RECORDS SUPPLIED:

'''

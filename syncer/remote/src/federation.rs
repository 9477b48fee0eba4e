use crate::{
    endpoint::RemoteEndpointCallbacks,
    metrics::RemoteClusterMetrics,
    secret::{self, SecretBackend, SecretRef, SecretWatcher},
};
use ahash::AHashMap as HashMap;
use anyhow::{anyhow, Result};
use calico_syncer_core::{
    k8s::{kinds, OverlayRoutingMode, RemoteClusterConfiguration},
    CalicoApiConfig, Client, ClientFactory, Error, Key, KVPair, RemoteClusterStatusType, Resource,
    ResourceKey, SyncStatus, Syncer, SyncerCallbacks, Update, UpdateType, Value,
};
use calico_syncer_watch::{ResourceType, WatcherSyncer};
use std::{
    sync::{Arc, Weak},
    time::Duration,
};
use tokio::sync::{mpsc, watch, Mutex, MutexGuard};
use tokio_util::sync::CancellationToken;
use tracing::{debug, info, info_span, warn, Instrument};

const DEFAULT_RETRY_INTERVAL: Duration = Duration::from_secs(10);

const STOPPING_INCOMPLETE: &str = "Config is incomplete, stopping watch remote";

/// Adapts the federation layer to a particular syncer: which remote
/// configurations it accepts, what it syncs from remotes and how remote
/// updates are merged into the local key space.
pub trait RemoteClusterInterface: Send + Sync + 'static {
    /// Returns the datastore configuration for a remote cluster, or `None` if
    /// the configuration is not usable by this syncer.
    fn get_calico_api_config(&self, rcc: &RemoteClusterConfiguration) -> Option<CalicoApiConfig>;

    fn create_resource_types(&self, overlay_routing_mode: OverlayRoutingMode)
        -> Vec<ResourceType>;

    fn convert_updates(&self, cluster: &str, updates: Vec<Update>) -> Vec<Update>;
}

/// Configures a federation layer.
#[derive(Clone)]
pub struct FederationBuilder {
    clients: Arc<dyn ClientFactory>,
    secrets: Option<Arc<dyn SecretBackend>>,
    metrics: RemoteClusterMetrics,
    retry_interval: Duration,
}

/// Wraps the callbacks of a syncer that includes `RemoteClusterConfiguration`
/// resources, federating the remote clusters they describe.
///
/// Configuration updates are consumed and replaced by `RemoteClusterStatus`
/// updates; all other updates pass through. The local `InSync` status is held
/// back until every remote cluster configured before it has either synced or
/// failed to connect.
#[derive(Clone)]
pub struct RemoteClusterCallbacks {
    inner: Arc<Inner>,
}

pub(crate) struct Inner {
    pub(crate) callbacks: Arc<dyn SyncerCallbacks>,
    pub(crate) rci: Arc<dyn RemoteClusterInterface>,
    clients: Arc<dyn ClientFactory>,
    secrets: Option<SecretWatcher>,
    metrics: RemoteClusterMetrics,
    retry_interval: Duration,
    state: Mutex<State>,
    /// The number of remotes that hold back the local `InSync`.
    unsynced: watch::Sender<usize>,
}

#[derive(Default)]
struct State {
    remotes: HashMap<ResourceKey, RemoteSyncer>,
    all_rccs_synced: bool,
}

#[derive(Default)]
struct RemoteSyncer {
    syncer: Option<Arc<WatcherSyncer>>,
    client: Option<Arc<dyn Client>>,
    /// Set while the remote is started. Cancelled when it is stopped.
    cancel: Option<CancellationToken>,
    should_block_insync: bool,
    being_stopped: bool,
    needs_removal: bool,
    rcc: Option<RemoteClusterConfiguration>,
    /// The latest configuration received while the remote was being stopped.
    /// Applied once the stop completes.
    deferred_rcc: Option<RemoteClusterConfiguration>,
    /// Set while the configuration is valid.
    datastore_config: Option<CalicoApiConfig>,
}

// === impl FederationBuilder ===

impl FederationBuilder {
    pub fn new(clients: Arc<dyn ClientFactory>) -> Self {
        Self {
            clients,
            secrets: None,
            metrics: RemoteClusterMetrics::default(),
            retry_interval: DEFAULT_RETRY_INTERVAL,
        }
    }

    /// Enables configurations that read their connection details from a
    /// Secret. Without a backend such configurations are incomplete.
    pub fn with_secrets(mut self, backend: Arc<dyn SecretBackend>) -> Self {
        self.secrets = Some(backend);
        self
    }

    pub fn with_metrics(mut self, metrics: RemoteClusterMetrics) -> Self {
        self.metrics = metrics;
        self
    }

    /// Sets the delay between attempts to connect to a remote datastore.
    pub fn with_retry_interval(mut self, retry_interval: Duration) -> Self {
        self.retry_interval = retry_interval;
        self
    }

    /// Builds the layer in front of `callbacks`.
    ///
    /// Must be called from within a Tokio runtime when secrets are enabled.
    pub fn build(
        self,
        callbacks: Arc<dyn SyncerCallbacks>,
        rci: impl RemoteClusterInterface,
    ) -> RemoteClusterCallbacks {
        let Self {
            clients,
            secrets,
            metrics,
            retry_interval,
        } = self;
        let (unsynced, _) = watch::channel(0);

        let inner = Arc::new_cyclic(|weak: &Weak<Inner>| {
            let secrets = secrets.map(|backend| {
                let (tx, rx) = mpsc::unbounded_channel();
                tokio::spawn(secret_updates(weak.clone(), rx).in_current_span());
                SecretWatcher::new(backend, tx)
            });
            Inner {
                callbacks,
                rci: Arc::new(rci),
                clients,
                secrets,
                metrics,
                retry_interval,
                state: Mutex::new(State::default()),
                unsynced,
            }
        });
        RemoteClusterCallbacks { inner }
    }
}

async fn secret_updates(inner: Weak<Inner>, mut rx: mpsc::UnboundedReceiver<SecretRef>) {
    while let Some(secret) = rx.recv().await {
        let Some(inner) = inner.upgrade() else {
            return;
        };
        inner.on_secret_updated(&secret).await;
    }
}

// === impl RemoteClusterCallbacks ===

impl RemoteClusterCallbacks {
    #[cfg(test)]
    pub(crate) fn watched_secrets(&self) -> Vec<SecretRef> {
        self.inner
            .secrets
            .as_ref()
            .map(SecretWatcher::watched)
            .unwrap_or_default()
    }
}

#[async_trait::async_trait]
impl SyncerCallbacks for RemoteClusterCallbacks {
    async fn on_status_updated(&self, status: SyncStatus) {
        if status != SyncStatus::InSync {
            self.inner.callbacks.on_status_updated(status).await;
            return;
        }

        info!("Local datastore is in sync; waiting for remote clusters");
        let mut unsynced = {
            let mut state = self.inner.state.lock().await;
            state.all_rccs_synced = true;
            self.inner.unsynced.subscribe()
        };
        if *unsynced.borrow_and_update() == 0 {
            self.inner.callbacks.on_status_updated(status).await;
            return;
        }

        // Remotes report in from their own tasks, which must not wait on the
        // caller.
        let callbacks = self.inner.callbacks.clone();
        tokio::spawn(
            async move {
                if unsynced.wait_for(|n| *n == 0).await.is_ok() {
                    info!("Remote clusters are synced");
                    callbacks.on_status_updated(status).await;
                }
            }
            .in_current_span(),
        );
    }

    async fn on_updates(&self, updates: Vec<Update>) {
        let mut passthrough = Vec::with_capacity(updates.len());
        for update in updates {
            let is_rcc = matches!(
                update.key(),
                Key::Resource(key) if key.kind == kinds::REMOTE_CLUSTER_CONFIGURATION
            );
            if is_rcc {
                self.inner.handle_rcc_update(update).await;
            } else {
                passthrough.push(update);
            }
        }
        if !passthrough.is_empty() {
            self.inner.callbacks.on_updates(passthrough).await;
        }
    }

    async fn on_connection_failed(&self, error: &Error) {
        self.inner.callbacks.on_connection_failed(error).await;
    }
}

'''

WORK ORDER: Search the listing for the string "crate". Copy each line where it turns up.

ANSWER TO THE PROBLEM:
use crate::{
pub(crate) struct Inner {
    pub(crate) callbacks: Arc<dyn SyncerCallbacks>,
    pub(crate) rci: Arc<dyn RemoteClusterInterface>,
    pub(crate) fn watched_secrets(&self) -> Vec<SecretRef> {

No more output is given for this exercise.